Distributing and managing KubeArmor security policies would be very convenient if it supports OCI registry. This new feature distributes KubeArmor policies as OCI Artifacts using OCI registries. Users can store policies side by side with container images.

KubeArmor CLI tool - karmor, supports interacting with any registries that are OCI compliant. It can push any valid KubeArmor policy to the registry, and also pull it locally for use. Few sample karmor oci commands that interact with registry are shown below:

// Push mypolicy.yaml to local registry localhost:5000
$ karmor oci push -i localhost:5000/myimage:latest -f mypolicy.yaml

// Push example-policy.yaml to docker registry. Already login to docker registry using docker login command
$ karmor oci push -i docker.io/user/repo:v1 -f example-policy.yaml

// Pull already pushed policy from registry to output directory.
$ karmor oci pull -i docker.io/user/repo:v1 -o /path/to/output

To authenticate with registries (eg. Docker registry) store user credentials to the local store by running docker login command. The karmor oci command uses local credentials automatically for authentication. Karmor oci also accepts username and password for authentication via –username and –password flags.

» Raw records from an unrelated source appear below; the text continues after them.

//! Stylesheet structure scanning
//!
//! `parse` splits CSS-like text into rules (selector + braced body) and
//! declarations (`name: value;`). It is tolerant: unclosed rules run to the
//! end of the scanned region and stray closing braces are ignored. Nested
//! rules (SCSS, LESS, `@media`) are tracked through a stack.

use crate::span::Span;

use super::{dedup_spans, Matcher};

/// A rule: selector or at-rule prelude followed by a braced body
#[derive(Debug, Clone, PartialEq, Eq)]
pub struct CssRule {
    pub selector: Span,
    /// Content between the braces
    pub body: Span,
    /// Selector start to closing brace (inclusive)
    pub span: Span,
    /// Whether the closing brace was found
    pub closed: bool,
    pub parent: Option<usize>,
}

/// A `name: value` declaration
#[derive(Debug, Clone, PartialEq, Eq)]
pub struct CssDeclaration {
    pub name: Span,
    pub value: Span,
    /// Name start to terminating `;` (inclusive) or value end
    pub span: Span,
    /// Offset of the `:` separator
    pub colon: Option<usize>,
    /// Offset of the terminating `;`
    pub terminator: Option<usize>,
    /// Index of the enclosing rule
    pub parent: Option<usize>,
}

/// Rules, declarations and comments of a stylesheet, in document order
#[derive(Debug, Clone, Default)]
pub struct CssTree {
    pub rules: Vec<CssRule>,
    pub declarations: Vec<CssDeclaration>,
    pub comments: Vec<Span>,
}

/// A node of the tree, by index
#[derive(Debug, Clone, Copy, PartialEq, Eq)]
pub enum CssNode {
    Rule(usize),
    Declaration(usize),
}

impl CssTree {
    /// Span of a node
    pub fn span(&self, node: CssNode) -> Span {
        match node {
            CssNode::Rule(idx) => self.rules[idx].span,
            CssNode::Declaration(idx) => self.declarations[idx].span,
        }
    }

    /// Rules containing `pos`, innermost first
    pub fn enclosing_rules(&self, pos: usize) -> Vec<usize> {
        let mut found: Vec<usize> = (0..self.rules.len())
            .filter(|&idx| {
                let span = self.rules[idx].span;
                span.start <= pos && pos <= span.end
            })
            .collect();
        found.sort_by_key(|&idx| self.rules[idx].span.len());
        found
    }

    /// Declaration containing `pos`, if any
    pub fn declaration_at(&self, pos: usize) -> Option<usize> {
        self.declarations
            .iter()
            .position(|decl| decl.span.start <= pos && pos <= decl.span.end)
    }

    /// Selectors and declarations in document order
    pub fn items(&self) -> Vec<CssNode> {
        let mut items: Vec<CssNode> = (0..self.rules.len())
            .map(CssNode::Rule)
            .chain((0..self.declarations.len()).map(CssNode::Declaration))
            .collect();
        items.sort_by_key(|&node| self.span(node).start);
        items
    }

    /// Direct children of a rule (or top-level nodes for `None`), in order
    pub fn children(&self, parent: Option<usize>) -> Vec<CssNode> {
        self.items()
            .into_iter()
            .filter(|&node| match node {
                CssNode::Rule(idx) => self.rules[idx].parent == parent,
                CssNode::Declaration(idx) => self.declarations[idx].parent == parent,
            })
            .collect()
    }
}

/// Parse `code` as a stylesheet
pub fn parse(code: &str) -> CssTree {
    parse_region(code, Span::new(0, code.len()), false)
}

/// Parse `region` of `code`
///
/// With `inline`, the region is a bare declaration list such as the value
/// of an HTML `style` attribute.
pub fn parse_region(code: &str, region: Span, inline: bool) -> CssTree {
    let mut parser = Parser {
        code,
        tree: CssTree::default(),
        stack: Vec::new(),
        pending: None,
        colon: None,
    };
    parser.run(region, inline);
    parser.tree
}

struct Parser<'a> {
    code: &'a str,
    tree: CssTree,
    /// Open rules, innermost last
    stack: Vec<usize>,
    /// Start of the current selector or declaration
    pending: Option<usize>,
    colon: Option<usize>,
}

impl Parser<'_> {
    fn run(&mut self, region: Span, inline: bool) {
        let bytes = self.code.as_bytes();
        let end = region.end.min(bytes.len());
        let mut depth = 0usize;
        let mut i = region.start;

        while i < end {
            let b = bytes[i];

            if b == b'/' && bytes.get(i + 1) == Some(&b'*') {
                let close = find(bytes, i + 2, end, b"*/").map_or(end, |p| p + 2);
                self.tree.comments.push(Span::new(i, close));
                i = close;
                continue;
            }

            if b == b'"' || b == b'\'' {
                self.pending.get_or_insert(i);
                i = skip_string(bytes, i, end);
                continue;
            }

            if b.is_ascii_whitespace() {
                i += 1;
                continue;
            }

            match b {
                b'(' => {
                    self.pending.get_or_insert(i);
                    depth += 1;
                }
                b')' => depth = depth.saturating_sub(1),
                b':' if depth == 0 => {
                    let start = *self.pending.get_or_insert(i);
                    // `:root {` starts with a colon; it is a selector, not a separator
                    if self.colon.is_none() && start < i {
                        self.colon = Some(i);
                    }
                }
                b';' if depth == 0 => {
                    if let Some(start) = self.pending {
                        self.declaration(start, i, Some(i));
                    }
                    self.reset();
                }
                b'{' if depth == 0 => {
                    self.open_rule(i);
                    self.reset();
                }
                b'}' if depth == 0 => {
                    if let Some(start) = self.pending {
                        self.declaration(start, i, None);
                    }
                    self.reset();
                    if let Some(idx) = self.stack.pop() {
                        let rule = &mut self.tree.rules[idx];
                        rule.body.end = i;
                        rule.span.end = i + 1;
                        rule.closed = true;
                    }
                }
                _ => {
                    self.pending.get_or_insert(i);
                }
            }
            i += 1;
        }

        if let Some(start) = self.pending {
            if inline || !self.stack.is_empty() {
                self.declaration(start, end, None);
            }
        }
        for idx in self.stack.drain(..) {
            let rule = &mut self.tree.rules[idx];
            rule.body.end = end;
            rule.span.end = end;
        }
    }

    fn reset(&mut self) {
        self.pending = None;
        self.colon = None;
    }

    fn open_rule(&mut self, brace: usize) {
        let selector = Span::new(self.pending.unwrap_or(brace), brace).trim(self.code);
        let idx = self.tree.rules.len();
        self.tree.rules.push(CssRule {
            selector,
            body: Span::new(brace + 1, brace + 1),
            span: Span::new(selector.start, brace + 1),
            closed: false,
            parent: self.stack.last().copied(),
        });
        self.stack.push(idx);
    }

    fn declaration(&mut self, start: usize, end: usize, terminator: Option<usize>) {
        let content = Span::new(start, end).trim(self.code);
        if content.is_empty() {
            return;
        }

        let (name, value) = match self.colon {
            Some(colon) => (
                Span::new(start, colon).trim(self.code),
                Span::new(colon + 1, content.end).trim(self.code),
            ),
            None => {
                // At-rules without a body (`@import url(a.css)`) split on the first space
                let text = content.slice(self.code);
                match text.find(|c: char| c.is_ascii_whitespace()) {
                    Some(ws) if text.starts_with('@') => (
                        Span::new(content.start, content.start + ws),
                        Span::new(content.start + ws, content.end).trim(self.code),
                    ),
                    _ => (content, Span::empty(content.end)),
                }
            }
        };

        let span_end = terminator.map_or(content.end, |t| t + 1);
        self.tree.declarations.push(CssDeclaration {
            name,
            value,
            span: Span::new(content.start, span_end),
            colon: self.colon,
            terminator,
            parent: self.stack.last().copied(),
        });
    }
}

/// Offset just past the string starting at `start`, honouring escapes
fn skip_string(bytes: &[u8], start: usize, end: usize) -> usize {
    let quote = bytes[start];
    let mut i = start + 1;
    while i < end {
        match bytes[i] {
            b'\\' => i += 2,
            b if b == quote => return i + 1,
            _ => i += 1,
        }
    }
    end
}

fn find(bytes: &[u8], from: usize, end: usize, needle: &[u8]) -> Option<usize> {
    if from >= end {
        return None;
    }
    bytes[from..end]
        .windows(needle.len())
        .position(|w| w == needle)
        .map(|p| from + p)
}

/// Split a property value into tokens
///
/// Tokens are separated by whitespace, `,` and `/`; function calls and
/// quoted strings stay whole.
pub fn split_value(code: &str, value: Span) -> Vec<Span> {
    let bytes = code.as_bytes();
    let end = value.end.min(bytes.len());
    let mut tokens = Vec::new();
    let mut token_start: Option<usize> = None;
    let mut depth = 0usize;
    let mut i = value.start;

    while i < end {
        let b = bytes[i];
        if b == b'"' || b == b'\'' {
            token_start.get_or_insert(i);
            i = skip_string(bytes, i, end);
            continue;
        }
        match b {
            b'(' => {
                token_start.get_or_insert(i);
                depth += 1;
            }
            b')' => depth = depth.saturating_sub(1),
            b',' | b'/' if depth == 0 => {
                if let Some(start) = token_start.take() {
                    tokens.push(Span::new(start, i));
                }
            }
            b if b.is_ascii_whitespace() && depth == 0 => {
                if let Some(start) = token_start.take() {
                    tokens.push(Span::new(start, i));
                }
            }
            _ => {
                token_start.get_or_insert(i);
            }
        }
        i += 1;
    }
    if let Some(start) = token_start {
        tokens.push(Span::new(start, end));
    }
    tokens
}

/// What kind of node `CssMatcher::find` landed in
#[derive(Debug, Clone, Copy, PartialEq, Eq)]
pub enum CssMatchKind {
    Selector,
    Property,
}

/// Innermost rule or declaration around an offset
#[derive(Debug, Clone, PartialEq, Eq)]
pub struct CssMatch {
    pub kind: CssMatchKind,
    pub span: Span,
    /// Rule body or declaration value
    pub body: Span,
}

/// Matcher for stylesheet syntaxes
#[derive(Debug, Clone, Copy, Default)]
pub struct CssMatcher;

impl CssMatcher {
    /// Spans of a node, widest first
    fn node_spans(tree: &CssTree, code: &str, node: CssNode) -> Vec<Span> {
        let [outer, inner] = match node {
            CssNode::Rule(idx) => {
                let rule = &tree.rules[idx];
                [rule.span, rule.body.trim(code)]
            }
            CssNode::Declaration(idx) => {
                let decl = &tree.declarations[idx];
                [decl.span, decl.value]
            }
        };
        if inner.is_empty() {
            vec![outer]
        } else {
            vec![outer, inner]
        }
    }
}

impl Matcher for CssMatcher {
    type Match = CssMatch;

    fn find(&self, code: &str, pos: usize) -> Option<CssMatch> {
        let tree = parse(code);
        let rule = tree.enclosing_rules(pos).first().map(|&idx| &tree.rules[idx]);
        let decl = tree.declaration_at(pos).map(|idx| &tree.declarations[idx]);

        match (decl, rule) {
            (Some(decl), Some(rule)) if rule.span.len() < decl.span.len() => Some(CssMatch {
                kind: CssMatchKind::Selector,
                span: rule.span,
                body: rule.body,
            }),
            (Some(decl), _) => Some(CssMatch {
                kind: CssMatchKind::Property,
                span: decl.span,
                body: decl.value,
            }),
            (None, Some(rule)) => Some(CssMatch {
                kind: CssMatchKind::Selector,
                span: rule.span,
                body: rule.body,
            }),
            (None, None) => None,
        }
    }

    fn balanced_outward(&self, code: &str, pos: usize) -> Vec<Span> {
        let tree = parse(code);
        let mut spans = Vec::new();

        if let Some(idx) = tree.declaration_at(pos) {
            let decl = &tree.declarations[idx];
            if !decl.value.is_empty() && decl.value.start <= pos && pos <= decl.value.end {
                spans.push(decl.value);
            }
            spans.push(decl.span);
        }
        for idx in tree.enclosing_rules(pos) {
            let rule = &tree.rules[idx];
            let body = rule.body.trim(code);
            if !body.is_empty() && body.start <= pos && pos <= body.end {
                spans.push(body);
            }
            spans.push(rule.span);
        }
        dedup_spans(spans)
    }

    fn balanced_inward(&self, code: &str, pos: usize) -> Vec<Span> {
        let tree = parse(code);
        let mut spans = self.balanced_outward(code, pos);
        spans.reverse();

        if tree.declaration_at(pos).is_some() {
            return dedup_spans(spans);
        }

        // Narrow into the first node after the cursor, then its first children
        let mut parent = tree.enclosing_rules(pos).first().copied();
        let mut from = pos;
        while let Some(node) = tree
            .children(parent)
            .into_iter()
            .find(|&node| tree.span(node).start >= from)
        {
            spans.extend(Self::node_spans(&tree, code, node));
            match node {
                CssNode::Rule(idx) => {
                    parent = Some(idx);
                    from = tree.rules[idx].body.start;
                }
                CssNode::Declaration(_) => break,
            }
        }
        dedup_spans(spans)
    }
}
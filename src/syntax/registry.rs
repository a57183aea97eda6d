//! Registry of known syntaxes
//!
//! Maps syntax names and file extensions to `SyntaxDefinition`s.

use std::collections::HashMap;
use std::path::Path;

use super::builtin;
use super::{SyntaxInfo, SyntaxKind};

/// A syntax Emmet knows how to expand abbreviations for
#[derive(Debug, Clone, PartialEq, Eq)]
pub struct SyntaxDefinition {
    /// Syntax name (e.g., "html", "scss")
    pub name: String,
    pub kind: SyntaxKind,
    /// File extensions (e.g., ["html", "htm"])
    pub extensions: Vec<String>,
    pub html: bool,
    pub xml: bool,
    pub jsx: bool,
}

impl SyntaxDefinition {
    /// Create a new definition with no extensions or flavour flags
    pub fn new(name: &str, kind: SyntaxKind) -> Self {
        Self {
            name: name.to_string(),
            kind,
            extensions: Vec::new(),
            html: false,
            xml: false,
            jsx: false,
        }
    }

    /// Builder: add file extensions
    pub fn with_extensions(mut self, extensions: &[&str]) -> Self {
        self.extensions
            .extend(extensions.iter().map(|ext| ext.to_string()));
        self
    }

    /// Builder: mark as HTML-flavoured markup
    pub fn with_html(mut self) -> Self {
        self.html = true;
        self
    }

    /// Builder: mark as an XML dialect
    pub fn with_xml(mut self) -> Self {
        self.html = true;
        self.xml = true;
        self
    }

    /// Builder: mark as JSX
    pub fn with_jsx(mut self) -> Self {
        self.html = true;
        self.jsx = true;
        self
    }

    /// Metadata for an offset classified as this syntax
    pub fn info(&self, inline: bool) -> SyntaxInfo {
        SyntaxInfo {
            syntax: self.name.clone(),
            kind: self.kind,
            html: self.html,
            xml: self.xml,
            jsx: self.jsx,
            inline,
        }
    }
}

/// Lookup table of syntax definitions
pub struct SyntaxRegistry {
    syntaxes: HashMap<String, SyntaxDefinition>,
    /// Extension to syntax name mapping
    extension_map: HashMap<String, String>,
}

impl SyntaxRegistry {
    /// Create an empty registry
    pub fn new() -> Self {
        Self {
            syntaxes: HashMap::new(),
            extension_map: HashMap::new(),
        }
    }

    /// Create a registry with the built-in syntaxes
    pub fn with_defaults() -> Self {
        let mut registry = Self::new();
        for syntax in builtin::all_syntaxes() {
            registry.add(syntax);
        }
        registry
    }

    /// Add a syntax definition, replacing any with the same name
    pub fn add(&mut self, syntax: SyntaxDefinition) {
        let name = syntax.name.clone();
        for ext in &syntax.extensions {
            self.extension_map.insert(ext.to_lowercase(), name.clone());
        }
        self.syntaxes.insert(name, syntax);
    }

    /// Get a syntax definition by name
    pub fn get(&self, name: &str) -> Option<&SyntaxDefinition> {
        self.syntaxes.get(&name.to_lowercase())
    }

    /// Detect syntax from filename
    pub fn detect(&self, filename: &Path) -> Option<&SyntaxDefinition> {
        let ext = filename.extension()?.to_str()?.to_lowercase();
        self.extension_map
            .get(&ext)
            .and_then(|name| self.syntaxes.get(name))
    }

    /// List known syntax names
    pub fn names(&self) -> Vec<&str> {
        let mut names: Vec<_> = self.syntaxes.keys().map(|s| s.as_str()).collect();
        names.sort();
        names
    }
}

impl Default for SyntaxRegistry {
    fn default() -> Self {
        Self::with_defaults()
    }
}

#[cfg(test)]
mod tests {
    use super::*;

    #[test]
    fn test_detect_syntax() {
        let registry = SyntaxRegistry::with_defaults();

        let detect = |name: &str| registry.detect(Path::new(name)).map(|s| s.name.as_str());
        assert_eq!(detect("index.html"), Some("html"));
        assert_eq!(detect("INDEX.HTM"), Some("html"));
        assert_eq!(detect("app.jsx"), Some("jsx"));
        assert_eq!(detect("feed.xml"), Some("xml"));
        assert_eq!(detect("main.scss"), Some("scss"));
        assert_eq!(detect("style.css"), Some("css"));
        assert_eq!(detect("Makefile"), None);
    }

    #[test]
    fn test_flavour_flags() {
        let registry = SyntaxRegistry::with_defaults();

        let xsl = registry.get("xsl").unwrap();
        assert!(xsl.html && xsl.xml && !xsl.jsx);

        let jsx = registry.get("jsx").unwrap();
        assert!(jsx.html && jsx.jsx);

        let pug = registry.get("pug").unwrap();
        assert_eq!(pug.kind, SyntaxKind::Markup);
        assert!(!pug.html);

        let less = registry.get("LESS").unwrap();
        assert_eq!(less.kind, SyntaxKind::Stylesheet);
    }

    #[test]
    fn test_custom_syntax() {
        let mut registry = SyntaxRegistry::new();
        registry.add(SyntaxDefinition::new("twig", SyntaxKind::Markup).with_html().with_extensions(&["twig"]));

        assert_eq!(registry.names(), vec!["twig"]);
        assert!(registry.detect(Path::new("base.twig")).unwrap().html);
    }
}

Set “KARMOR_OCI_TLS_INSECURE=true” environment variable for connecting to registry via HTTP instead of HTTPS.

Run karmor oci -h command to know available options and usages.

OCI Hooks

KubeArmor currently mounts container runtime unix domain sockets inside a container. Exposing the CRI socket is considered dangerous. Allowing access to sockets gives full control on container management. It means you can abruptly create or delete containers. Mounting CRI sockets in containers can lead to security issues and hence people avoid it. Some policy enforcers detect and disallow mounting container sockets.

This is a proposal to use OCI hooks instead of mounting runtime sockets for listening to container events.

The design proposal and OCI hooks setup for different container runtimes are shared on KubeArmor wiki and progress tracked separately (here)[https://github.com/kubearmor/KubeArmor/issues/1390].

Challenges Faced

For OCI hooks implementations, there are different container runtimes such as crio-o, docker, containerd. Some runtimes support configuring hooks, but other don’t support it. For example OCI hook is not implemented for Docker. So we have tried local clusters with different container runtimes and set up OCI hooks on it.

Before finalizing OCI hooks we have explored other options that could eliminate the need of mounting sockets such as k8s pod informers, linux fanotify, containerd NRI. We compared these alternatives to see which one fits for our use case.

Final Thoughts

The mentorship program helped me to think through the real problem and solve it with the guidance of the team. OCI registry support will be ready for public use after PR gets accepted. OCI hooks need further analysis and implementation. I felt very welcomed and fun working with the KubeArmor team.